Energy is one of the fundamental resources underpinning literally everything used by humanity. Energy can be produced/captured in a carbon-neutral manner, and energy can be used to sequester carbon produced by processes that are not carbon-neutral, resulting in effective carbon-neutrality for those processes. And we have oh-so-much clean energy constantly reaching the surface of our planet. Significantly more than would be needed even if every person in the world had the energy consumption of a typical American.
So let's not be dumb about this. Shaming others into using less does not solve the fundamental issue. Solving the fundamental issue solves the fundamental issue. If you truly care about reducing humanity's carbon impact (and if we're not dumb about it, unwinding it too!), please write to your representatives advocating for carbon-neutrality legislation and carbon-neutral energy production. Encourage others to eschew the useless "carbon shaming" approach and focus on the fundamentals. Most typical consumers would simply be apathetic to this approach, but threaten to take away their comforts, and they will fight you. And they wouldn't be wrong to.
EVs are great. But not the way they are being built today. Feels like the first movers are making a quick buck.
Since you always leave home with a full tank and it’s rare to drive more than 150 miles in a typical day any range over that is money I’d rather save buying a smaller battery.
The main place more range helps is with road trips. But even there I run into the human comfort limit before the range limit. My family needs food and restrooms more frequently than the battery needs charging.
If I were to purchase an EV again I’d ignore range and focus more on other aspects.
If you end up spending a weekend at a friend's you can easily run out of charge and have to squeeze in a 30 minute errand or two.
Sure, for a city commute EV works great. If you routinely travel around the mountain west or similar, you’ll want an ICE if you value your safety. The variance in distance, travel time, and road conditions is quite high.
In real world, that's never the case. You go 85 mph instead of 65, you lose 30% of the range. The temperature drops to 40-50F, you lose another 20%. You accelerate like you want a 4.0 second car to accelerate, you lose 1 mile of range each time you do that 0-60. You go up a mountain, you lose range. You go against the headwind, you lose range. You try towing a boat or an RV, well, don't even talk about the range to me.
Realistically, winter driving around Seattle at reasonably fast speeds (not recklessly fast, but among the top 10% of drivers) gets you half the declared range.
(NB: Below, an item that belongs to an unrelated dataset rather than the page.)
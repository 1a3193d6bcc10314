//! Repository layer for database access.

pub mod subscription;

pub use subscription::*;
If you you are a contractor that only uses the truck to haul stuff to local job sites, you don't care about the battery at all. But if you want to occasionally go skiing, or take kids to a national park, or just go grab some craft beer from Portland, that 500 rated miles vs. 300 rated miles will easily make a difference between not having to worry about charge vs. nervously checking plugshare and trying to guestimate how much miles per kWh you will get in the current weather along that route in today's traffic.